Mom passed this afternoon..my estranged brother came to make amends and spent several minutes alone with her last night , even though she seemed to be in a deep sleep and only marginally responsive...Her eyes opened briefly to look at him and whispered "love" and I know she was waiting for him before she could allow herself to pass . I spent this morning with her...breathing was very irregular and vitals slipping ...i played her favorite hymns on my i pad, held her hand and told her how much I loved her. God richly answered my prayers that not only I, but my brother, could forgive and move on to a place of love and away from the past . Mom finally got the right meds for her lifelong struggles with anxiety, bi polar and depression...It was like a light turned on and she blossomed into the mom I dreamt about having for 68 years.But she loved us and my dad the best she could..I know that now...
It breaks my heart that she never sought or accepted help..but I felt closer to her in the past 4 months than I have my entire life.....brings such happiness, but also such raw grief and heartbreak for losing her and not being with her when she passed..I was working on her eulogy and on way back and delayed by several minutes by traffic...Even though she was 92 and so ill... The lymphoma moved so fast, and it was a blessing that her Alzheimers softened that reality for her. I did not want to lose her on Mothers Day weekend ....but then realized that God gave us both the best gift of all..wings for mom to fly high and free....to her final Home and .to my dad, who she missed so much this,past year. And gave the gift of peace to me, that she is no longer afraid, and in pain and suffering. Happy Mothers Day....and God bless you all on your journeys,...you have lifted me up and have all been my angels during my darkest days.
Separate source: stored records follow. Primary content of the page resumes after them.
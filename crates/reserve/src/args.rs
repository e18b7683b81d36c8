use clap::{ArgAction, ArgGroup, Parser};

#[derive(Parser)]
#[command(author, version, about, long_about = None)]
#[command(group(
    ArgGroup::new("color_mode")
        .args(["color", "no_color"])
))]
#[command(group(
    ArgGroup::new("repo_mode")
        .args(["repo", "no_repo"])
))]
/// Top-level CLI options for reserve.
pub struct Cli {
    /// Package name to reserve (prompted for if omitted)
    #[arg(long, value_name = "NAME")]
    pub name: Option<String>,

    /// Package description (prompted for if omitted)
    #[arg(long, value_name = "TEXT")]
    pub description: Option<String>,

    /// Directory the package is created in (defaults to $BASE_URL)
    #[arg(long, value_name = "DIR")]
    pub base_dir: Option<String>,

    /// Create a public GitHub repository after uploading
    #[arg(long)]
    pub repo: bool,

    /// Do not create a GitHub repository
    #[arg(long = "no-repo")]
    pub no_repo: bool,

    /// Upload to this repository URL instead of PyPI
    #[arg(long, value_name = "URL")]
    pub repository_url: Option<String>,

    /// Python interpreter used to build and install twine
    #[arg(long, value_name = "PATH")]
    pub python: Option<String>,

    /// Enable colored output
    #[arg(long)]
    pub color: bool,

    /// Disable colored output
    #[arg(long = "no-color")]
    pub no_color: bool,

    /// Suppress all output
    #[arg(long)]
    pub quiet: bool,

    /// Never prompt; missing answers fall back to defaults or fail
    #[arg(long)]
    pub no_prompt: bool,

    /// Increase log verbosity (-v info, -vv debug)
    #[arg(short, long, action = ArgAction::Count)]
    pub verbose: u8,
}

impl Cli {
    /// Repository choice given on the command line, if any.
    pub fn repo_choice(&self) -> Option<bool> {
        match (self.repo, self.no_repo) {
            (true, _) => Some(true),
            (_, true) => Some(false),
            _ => None,
        }
    }
}
use std::{fmt, io, path::PathBuf, result::Result as StdResult};

use liboutput::OutputError;
use thiserror::Error;

/// Custom Result type for reserve operations.
pub type Result<T> = StdResult<T, ReserveError>;

/// Errors that halt the reservation pipeline.
#[derive(Error, Debug)]
pub enum ReserveError {
    /// The package request failed validation before any stage ran.
    #[error("Invalid package request: {0}")]
    InvalidRequest(String),

    /// Writing the package skeleton failed.
    #[error(transparent)]
    Scaffold(#[from] ScaffoldError),

    /// The build backend failed.
    #[error(transparent)]
    Build(#[from] BuildError),

    /// Uploading to the registry failed.
    #[error(transparent)]
    Publish(#[from] PublishError),

    /// The dotenv file exists but could not be read.
    #[error("Failed to load {}: {message}", .path.display())]
    EnvFile {
        /// Path of the dotenv file.
        path: PathBuf,
        /// Parser or I/O error description.
        message: String,
    },

    /// Rendering output or prompting failed.
    #[error("Output operation failed: {0}")]
    Output(String),

    /// The operation was cancelled by the user.
    #[error("Aborted by user")]
    UserAborted,
}

impl ReserveError {
    /// Return the recommended process exit code for this error.
    pub fn exit_code(&self) -> i32 {
        match self {
            Self::InvalidRequest(_) => 2,
            Self::Scaffold(_) => 3,
            Self::Build(_) => 4,
            Self::Publish(_) => 5,
            Self::UserAborted => 130,
            Self::EnvFile { .. } | Self::Output(_) => 1,
        }
    }
}

impl From<OutputError> for ReserveError {
    fn from(err: OutputError) -> Self {
        match err {
            OutputError::Cancelled => Self::UserAborted,
            other => Self::Output(other.to_string()),
        }
    }
}

/// Failure while writing the package skeleton.
#[derive(Error, Debug)]
pub enum ScaffoldError {
    /// The base directory exists but is not a directory.
    #[error("Base directory is not a directory: {}", .path.display())]
    NotADirectory {
        /// The offending path.
        path: PathBuf,
    },

    /// A directory or file could not be written.
    #[error("Failed to write {}: {source}", .path.display())]
    Io {
        /// Path that could not be written.
        path: PathBuf,
        /// Underlying I/O error.
        #[source]
        source: io::Error,
    },
}

/// Failure of the build backend.
#[derive(Error, Debug)]
pub enum BuildError {
    /// The python interpreter could not be started.
    #[error("Failed to run build backend {program}: {source}")]
    Spawn {
        /// Program that was invoked.
        program: String,
        /// Underlying I/O error.
        #[source]
        source: io::Error,
    },

    /// The build backend exited unsuccessfully.
    #[error("Build failed ({}):\n{output}", ExitLabel(.code))]
    Failed {
        /// Process exit code, absent when terminated by a signal.
        code: Option<i32>,
        /// Trailing diagnostic output from the build backend.
        output: String,
    },
}

/// Failure while uploading built artifacts.
#[derive(Error, Debug)]
pub enum PublishError {
    /// No upload credential is configured.
    #[error("{var} is not set; export an API token before uploading")]
    MissingToken {
        /// Environment variable expected to hold the token.
        var: &'static str,
    },

    /// Installing the upload client failed.
    #[error("Failed to install twine: {message}")]
    Install {
        /// Human-readable error description.
        message: String,
    },

    /// The build produced no wheel to upload.
    #[error("No wheel found in {}", .dist_dir.display())]
    NoArtifacts {
        /// Directory that was searched.
        dist_dir: PathBuf,
    },

    /// The artifact directory could not be read.
    #[error("Failed to read {}: {source}", .dist_dir.display())]
    ListArtifacts {
        /// Directory that was searched.
        dist_dir: PathBuf,
        /// Underlying I/O error.
        #[source]
        source: io::Error,
    },

    /// The upload client could not be started.
    #[error("Failed to run upload client {program}: {source}")]
    Spawn {
        /// Program that was invoked.
        program: String,
        /// Underlying I/O error.
        #[source]
        source: io::Error,
    },

    /// The upload client exited unsuccessfully.
    #[error("Upload failed ({}):\n{output}", ExitLabel(.code))]
    Upload {
        /// Process exit code, absent when terminated by a signal.
        code: Option<i32>,
        /// Trailing diagnostic output from the upload client.
        output: String,
    },
}

/// Step of the optional repository stage.
#[derive(Debug, Clone, Copy, PartialEq, Eq)]
pub enum RepoStep {
    /// Writing `.gitignore`.
    Ignore,
    /// `git init`.
    Init,
    /// `git add .`.
    Add,
    /// `git commit`.
    Commit,
    /// `gh repo create --push`.
    Create,
}

impl fmt::Display for RepoStep {
    fn fmt(&self, f: &mut fmt::Formatter<'_>) -> fmt::Result {
        let label = match self {
            Self::Ignore => "write .gitignore",
            Self::Init => "git init",
            Self::Add => "git add",
            Self::Commit => "git commit",
            Self::Create => "create GitHub repository",
        };
        f.write_str(label)
    }
}

/// Failure of the optional repository stage. Never fatal to the pipeline.
#[derive(Error, Debug)]
#[error("Repository setup failed at {step}: {message}")]
pub struct RepoInitError {
    /// Step that failed.
    pub step: RepoStep,
    /// Human-readable error description.
    pub message: String,
}

/// Display helper for an optional process exit code.
struct ExitLabel<'a>(&'a Option<i32>);

impl fmt::Display for ExitLabel<'_> {
    fn fmt(&self, f: &mut fmt::Formatter<'_>) -> fmt::Result {
        match *self.0 {
            Some(code) => write!(f, "exit code {code}"),
            None => f.write_str("terminated by signal"),
        }
    }
}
The pain and grief I am now feeling is so deep , and so raw, but it also reminds me of the depth of my love for her, despite all the harsh words and hurtful actions of the past. When she was still lucid on Wednesday, I left later in afternoon because she was so exhausted...and as always , told her I loved her, as she did me..but this time she called me back and told me "I love you more" and really looked at me again and said "I love you more, precious daughter." She knew.....This hurts so bad and I already miss her so much.
Please join a local grief support group to help you through the days ahead.
I'm happy you had those last happy months with her.
Godspeed to you.
Thanks for sharing, and I’m so sorry for your loss.
I'm glad that both you and your brother were able to make peace with everything before it was too late.
God used this journey with your mom to heal both your hearts and that is a true gift. Perhaps the best Mother's Day gift ever!
May God bless you and keep you.
I hope you will stay with us here and remind future posters about the amazing changes that can be wrought sometimes with the right meds.